The likeable four-year-old American bulldog had been the longest resident at the Humane Society in Harrisburg. Late last week, the shelter announced Pursuit would be euthanized on Monday, February 13; volunteers at the shelter were stunned at the shelter’s decision and insisted the dog had adapted well to shelter life and had not been given a fair chance.

The shelter enumerated their reasons for the decision and listed the background as well as the incidents on the dog’s time at the shelter on their Facebook page:

• He arrived in October 2021. For over a year, there was little interest in adopting him. HSHA offered him to outside rescues, but none were interested.

• In May 2022, during a meet-and-greet with a family interested in adoption, Pursuit lunged at a teenager, attempting to bite him.

• In June 2022, Pursuit bit an employee and broke skin when they were conducting an evening feeding.

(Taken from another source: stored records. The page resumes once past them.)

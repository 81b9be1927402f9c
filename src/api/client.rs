use crate::api::error::ApiError;
use crate::api::models::*;
use crate::db::operations;
use crate::db::operations::models::DisplayGroupInfo;
use crate::db::Pool;
use crate::settings::Nudgr;
use crate::user::AuthedUser;
use actix_web::dev::HttpServiceFactory;
use actix_web::web;
use actix_web::HttpResponse;
use serde_json::json;

async fn create_group(
    pool: web::Data<Pool>,
    authed: AuthedUser,
    body: web::Json<CreateGroupRequest>,
) -> Result<HttpResponse, ApiError> {
    let host = operations::users::user_by_id(&pool, &authed.user_id)?;
    let group = operations::groups::create_group(&pool, &host, body.into_inner().name)?;
    Ok(HttpResponse::Created().json(json!({
        "message": "Group created successfully",
        "data": DisplayGroupInfo::from(group),
    })))
}

async fn get_all_groups(
    pool: web::Data<Pool>,
    settings: web::Data<Nudgr>,
    authed: AuthedUser,
) -> Result<HttpResponse, ApiError> {
    let host = operations::users::user_by_id(&pool, &authed.user_id)?;
    let groups = operations::groups::get_all_groups(&pool, &host, settings.max_tree_depth)?;
    Ok(HttpResponse::Ok().json(json!({
        "message": "Groups fetched successfully",
        "Data": groups,
    })))
}

async fn get_group_level(
    pool: web::Data<Pool>,
    settings: web::Data<Nudgr>,
    authed: AuthedUser,
) -> Result<HttpResponse, ApiError> {
    let host = operations::users::user_by_id(&pool, &authed.user_id)?;
    let subtrees = operations::groups::get_group_level_wise(&pool, &host, settings.max_tree_depth)?;
    Ok(HttpResponse::Ok().json(json!({
        "message": "Group levels fetched successfully",
        "Data": subtrees,
    })))
}

async fn delete_group(
    pool: web::Data<Pool>,
    authed: AuthedUser,
    group_id: web::Path<i32>,
) -> Result<HttpResponse, ApiError> {
    let host = operations::users::user_by_id(&pool, &authed.user_id)?;
    operations::groups::delete_group(&pool, &host, group_id.into_inner())?;
    Ok(HttpResponse::Ok().json(json!({ "message": "Group deleted successfully" })))
}

async fn create_sub_user(
    pool: web::Data<Pool>,
    _: AuthedUser,
    body: web::Json<CreateSubUserRequest>,
) -> Result<HttpResponse, ApiError> {
    let request = body.into_inner();
    operations::subusers::create_sub_user(
        &pool,
        request.parent_uuid,
        request.user_uuid,
        request.group_id,
        request.role,
    )?;
    Ok(HttpResponse::Created().json(json!({ "message": "Sub user created successfully" })))
}

async fn delete_sub_user(
    pool: web::Data<Pool>,
    authed: AuthedUser,
    group_id: web::Path<i32>,
    body: web::Json<DeleteSubUserRequest>,
) -> Result<HttpResponse, ApiError> {
    let host = operations::users::user_by_id(&pool, &authed.user_id)?;
    let request = body.into_inner();
    operations::subusers::delete_sub_user(
        &pool,
        &host,
        group_id.into_inner(),
        request.parent_uuid,
        request.sub_user_uuid,
    )?;
    Ok(HttpResponse::Ok().json(json!({ "message": "Sub user deleted successfully" })))
}

async fn invite_user(
    pool: web::Data<Pool>,
    settings: web::Data<Nudgr>,
    authed: AuthedUser,
    body: web::Json<InviteUserRequest>,
) -> Result<HttpResponse, ApiError> {
    let host = operations::users::user_by_id(&pool, &authed.user_id)?;
    let invite_link =
        operations::invitations::generate_invite_link(&pool, &settings, &host, body.group_id)?;
    Ok(HttpResponse::Created().json(json!({
        "message": "Invite link generated successfully",
        "data": { "inviteLink": invite_link },
    })))
}

async fn check_invite(
    pool: web::Data<Pool>,
    token: web::Path<String>,
) -> Result<HttpResponse, ApiError> {
    let success = operations::invitations::check_invite(&pool, &token)?;
    Ok(HttpResponse::Ok().json(json!({ "success": success })))
}

async fn accept_invite(
    pool: web::Data<Pool>,
    authed: AuthedUser,
    token: web::Path<String>,
) -> Result<HttpResponse, ApiError> {
    let invitee = operations::users::user_by_id(&pool, &authed.user_id)?;
    let (membership, _) = operations::invitations::accept_invite(&pool, &invitee, &token)?;
    Ok(HttpResponse::Ok().json(json!({
        "message": "Invite accepted successfully",
        "data": { "groupId": membership.group_id, "level": membership.level },
    })))
}

pub fn client_app() -> impl HttpServiceFactory {
    web::scope("/user")
        .service(web::resource("/createGroup").route(web::post().to(create_group)))
        .service(web::resource("/getAllGroups").route(web::get().to(get_all_groups)))
        .service(web::resource("/getGroupLevel").route(web::get().to(get_group_level)))
        .service(web::resource("/deleteGroup/{groupId}").route(web::delete().to(delete_group)))
        .service(web::resource("/createSubUser").route(web::post().to(create_sub_user)))
        .service(web::resource("/deleteSubUser/{groupId}").route(web::delete().to(delete_sub_user)))
        .service(web::resource("/inviteUser").route(web::post().to(invite_user)))
        .service(web::resource("/checkInvite/{token}").route(web::get().to(check_invite)))
        .service(web::resource("/acceptInvite/{token}").route(web::post().to(accept_invite)))
}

• In August 2022, the shelter started a foster-to-adopt program for longtime residents, including Pursuit. Unfortunately, he didn’t receive any interest.

• Last month, Pursuit had a couple interested in adopting him. He was given time to settle down prior to the meeting, but then lunged at the man’s upper body and attempted to bite him. After this incident, experienced senior members of the staff evaluated Pursuit. To ensure we conducted a thorough evaluation, HSHA brought in a third-party trainer to conduct mock meet-and-greets. The team and third-party trainer concluded Pursuit was not safe to adopt.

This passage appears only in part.